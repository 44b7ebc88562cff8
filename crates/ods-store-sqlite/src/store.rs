//! [`SqliteStore`]: the SQLite implementation of [`EntityStore`].

use std::path::Path;

use chrono::Utc;
use rusqlite::{OptionalExtension as _, Row};

use ods_core::{
  chat::{ChatSessionPatch, ChatSessionRecord, NewChatSession},
  dataset::Dataset,
  hierarchy::{HierarchyPatch, HierarchyRecord, NewHierarchy},
  id::{HierarchyId, ObjectId, RelationId, SessionId},
  object::{NewObject, ObjectPatch, ObjectRecord},
  relation::{NewRelation, RelationPatch, RelationRecord},
  store::EntityStore,
};

use crate::{
  Result,
  encode::{
    HIERARCHY_COLUMNS, OBJECT_COLUMNS, RELATION_COLUMNS, RawHierarchy, RawObject,
    RawRelation, RawSession, SESSION_COLUMNS, call_error,
  },
  schema::SCHEMA,
};

// ─── Insert statements ───────────────────────────────────────────────────────

fn insert_object(conn: &rusqlite::Connection, raw: &RawObject) -> rusqlite::Result<()> {
  conn.execute(
    &format!(
      "INSERT INTO objects ({OBJECT_COLUMNS}) VALUES (?1, ?2, ?3, ?4, ?5, ?6, ?7, ?8, ?9)"
    ),
    rusqlite::params![
      raw.id,
      raw.name,
      raw.description,
      raw.kind,
      raw.attributes,
      raw.tables_json,
      raw.created_date,
      raw.modified_date,
      raw.revision,
    ],
  )?;
  Ok(())
}

fn insert_relation(
  conn: &rusqlite::Connection,
  raw: &RawRelation,
) -> rusqlite::Result<()> {
  conn.execute(
    &format!("INSERT INTO relations ({RELATION_COLUMNS}) VALUES (?1, ?2, ?3, ?4, ?5)"),
    rusqlite::params![
      raw.id,
      raw.primary_object_id,
      raw.secondary_object_ids,
      raw.relation_type,
      raw.description,
    ],
  )?;
  Ok(())
}

fn insert_hierarchy(
  conn: &rusqlite::Connection,
  raw: &RawHierarchy,
) -> rusqlite::Result<()> {
  conn.execute(
    &format!("INSERT INTO hierarchies ({HIERARCHY_COLUMNS}) VALUES (?1, ?2, ?3, ?4, ?5)"),
    rusqlite::params![
      raw.id,
      raw.parent_object_id,
      raw.child_object_ids,
      raw.level,
      raw.properties,
    ],
  )?;
  Ok(())
}

// ─── Store ───────────────────────────────────────────────────────────────────

/// An entity store backed by a single SQLite file.
///
/// Cloning is cheap; the inner connection is reference-counted.
#[derive(Clone)]
pub struct SqliteStore {
  conn: tokio_rusqlite::Connection,
}

impl SqliteStore {
  /// Open (or create) a store at `path` and run schema initialisation.
  pub async fn open(path: impl AsRef<Path>) -> Result<Self> {
    let conn = tokio_rusqlite::Connection::open(path).await?;
    let store = Self { conn };
    store.init_schema().await?;
    Ok(store)
  }

  /// Open an in-memory store, useful for testing.
  pub async fn open_in_memory() -> Result<Self> {
    let conn = tokio_rusqlite::Connection::open_in_memory().await?;
    let store = Self { conn };
    store.init_schema().await?;
    Ok(store)
  }

  async fn init_schema(&self) -> Result<()> {
    self
      .conn
      .call(|conn| {
        conn.execute_batch(SCHEMA)?;
        Ok(())
      })
      .await?;
    Ok(())
  }

  /// Load `dataset` verbatim if the objects, relations and hierarchies tables
  /// are all empty. Returns whether anything was written.
  pub async fn seed_if_empty(&self, dataset: Dataset) -> Result<bool> {
    let objects = dataset
      .objects
      .iter()
      .map(RawObject::from_record)
      .collect::<Result<Vec<_>>>()?;
    let relations = dataset
      .relations
      .iter()
      .map(RawRelation::from_record)
      .collect::<Result<Vec<_>>>()?;
    let hierarchies = dataset
      .hierarchies
      .iter()
      .map(RawHierarchy::from_record)
      .collect::<Result<Vec<_>>>()?;

    let seeded = self
      .conn
      .call(move |conn| {
        let tx = conn.transaction()?;
        let existing: i64 = tx.query_row(
          "SELECT (SELECT COUNT(*) FROM objects)
                + (SELECT COUNT(*) FROM relations)
                + (SELECT COUNT(*) FROM hierarchies)",
          [],
          |r| r.get(0),
        )?;
        if existing > 0 {
          return Ok(false);
        }
        for raw in &objects {
          insert_object(&tx, raw)?;
        }
        for raw in &relations {
          insert_relation(&tx, raw)?;
        }
        for raw in &hierarchies {
          insert_hierarchy(&tx, raw)?;
        }
        tx.commit()?;
        Ok(true)
      })
      .await?;

    if seeded {
      tracing::info!(
        objects = dataset.objects.len(),
        relations = dataset.relations.len(),
        hierarchies = dataset.hierarchies.len(),
        "seeded sqlite store"
      );
    }
    Ok(seeded)
  }

  /// Run a query whose rows map through `from_row`.
  async fn select_many<T, F>(
    &self,
    sql: String,
    args: Vec<String>,
    from_row: F,
  ) -> Result<Vec<T>>
  where
    T: Send + 'static,
    F: Fn(&Row<'_>) -> rusqlite::Result<T> + Send + 'static,
  {
    let rows = self
      .conn
      .call(move |conn| {
        let mut stmt = conn.prepare(&sql)?;
        let rows = stmt
          .query_map(rusqlite::params_from_iter(args.iter()), &from_row)?
          .collect::<rusqlite::Result<Vec<_>>>()?;
        Ok(rows)
      })
      .await?;
    Ok(rows)
  }

  /// Fetch at most one row by primary key.
  async fn select_by_id<T, F>(
    &self,
    table: &'static str,
    columns: &'static str,
    id: String,
    from_row: F,
  ) -> Result<Option<T>>
  where
    T: Send + 'static,
    F: Fn(&Row<'_>) -> rusqlite::Result<T> + Send + 'static,
  {
    let row = self
      .conn
      .call(move |conn| {
        Ok(
          conn
            .query_row(
              &format!("SELECT {columns} FROM {table} WHERE id = ?1"),
              rusqlite::params![id],
              |r| from_row(r),
            )
            .optional()?,
        )
      })
      .await?;
    Ok(row)
  }

  async fn delete_by_id(&self, table: &'static str, id: String) -> Result<bool> {
    let removed = self
      .conn
      .call(move |conn| {
        Ok(conn.execute(
          &format!("DELETE FROM {table} WHERE id = ?1"),
          rusqlite::params![id],
        )?)
      })
      .await?;
    Ok(removed > 0)
  }
}
//! Request admission: identity verification port and per-address rate limiting

use crate::domain::shared::result::Result;
use async_trait::async_trait;
use dashmap::DashMap;
use serde::{Deserialize, Serialize};
use std::net::IpAddr;
use std::time::Duration;
use tokio::time::Instant;

/// Identity confirmed by the external provider
#[derive(Debug, Clone, PartialEq, Eq, Serialize, Deserialize)]
pub struct VerifiedIdentity {
    pub subject: String,
    pub email: Option<String>,
    pub role: Option<String>,
}

/// Verifies bearer tokens issued by the identity provider
#[cfg_attr(test, mockall::automock)]
#[async_trait]
pub trait IdentityProvider: Send + Sync {
    /// `Unauthenticated` when the provider rejects the token
    async fn verify(&self, bearer: &str) -> Result<VerifiedIdentity>;
}

/// Rate-limit key for a request.
///
/// The left-most `X-Forwarded-For` entry wins, then the peer address.
pub fn client_key(forwarded_for: Option<&str>, peer: Option<IpAddr>) -> String {
    forwarded_for
        .and_then(|value| value.split(',').next())
        .map(str::trim)
        .filter(|first| !first.is_empty())
        .map(str::to_string)
        .or_else(|| peer.map(|ip| ip.to_string()))
        .unwrap_or_else(|| "unknown".to_string())
}

#[derive(Debug, Clone, Copy, PartialEq, Eq)]
pub struct RateLimitPolicy {
    pub max_requests: u32,
    pub window: Duration,
}

impl Default for RateLimitPolicy {
    fn default() -> Self {
        Self {
            max_requests: 60,
            window: Duration::from_secs(60),
        }
    }
}

#[derive(Debug, Clone, Copy, PartialEq, Eq)]
pub enum RateDecision {
    Allowed { remaining: u32 },
    Limited { retry_after: Duration },
}

impl RateDecision {
    /// Whole seconds, rounded up, never zero
    pub fn retry_after_secs(&self) -> Option<u64> {
        match self {
            RateDecision::Allowed { .. } => None,
            RateDecision::Limited { retry_after } => {
                let secs = retry_after.as_secs() + u64::from(retry_after.subsec_nanos() > 0);
                Some(secs.max(1))
            }
        }
    }
}

#[derive(Debug, Clone, Copy)]
struct Window {
    started: Instant,
    count: u32,
}

/// Fixed-window counter per client key
#[derive(Debug)]
pub struct FixedWindowRateLimiter {
    policy: RateLimitPolicy,
    windows: DashMap<String, Window>,
}

impl FixedWindowRateLimiter {
    pub fn new(policy: RateLimitPolicy) -> Self {
        Self {
            policy,
            windows: DashMap::new(),
        }
    }

    pub fn policy(&self) -> RateLimitPolicy {
        self.policy
    }

    /// Count one request from `key`
    pub fn check(&self, key: &str) -> RateDecision {
        self.check_at(key, Instant::now())
    }

    pub fn check_at(&self, key: &str, now: Instant) -> RateDecision {
        let mut window = self.windows.entry(key.to_string()).or_insert(Window {
            started: now,
            count: 0,
        });

        let elapsed = now.saturating_duration_since(window.started);
        if elapsed >= self.policy.window {
            window.started = now;
            window.count = 0;
        }

        if window.count >= self.policy.max_requests {
            let elapsed = now.saturating_duration_since(window.started);
            return RateDecision::Limited {
                retry_after: self.policy.window.saturating_sub(elapsed),
            };
        }

        window.count += 1;
        RateDecision::Allowed {
            remaining: self.policy.max_requests - window.count,
        }
    }

    /// Drop windows that have fully elapsed; returns how many were removed
    pub fn sweep_expired(&self) -> usize {
        self.sweep_expired_at(Instant::now())
    }

    pub fn sweep_expired_at(&self, now: Instant) -> usize {
        let before = self.windows.len();
        let window = self.policy.window;
        self.windows
            .retain(|_, w| now.saturating_duration_since(w.started) < window);
        before.saturating_sub(self.windows.len())
    }

    pub fn tracked_keys(&self) -> usize {
        self.windows.len()
    }
}

impl Default for FixedWindowRateLimiter {
    fn default() -> Self {
        Self::new(RateLimitPolicy::default())
    }
}
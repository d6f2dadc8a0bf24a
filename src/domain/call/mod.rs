//! Call bounded context - manages the lifecycle of intercom calls

pub mod aggregate;
pub mod entity;
pub mod repository;
pub mod value_object;

pub use aggregate::Call;
pub use entity::Participant;
pub use repository::{
    CallFilters, CallRepository, CallTransition, ParticipantScope, ParticipantTransition,
};
pub use value_object::{CallStatus, ParticipantStatus};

TASK ITEM: Go through the records above and return each line in which the word "seeded" occurs.

WRITTEN ANSWER:
    let seeded = self
    if seeded {
        "seeded sqlite store"
    Ok(seeded)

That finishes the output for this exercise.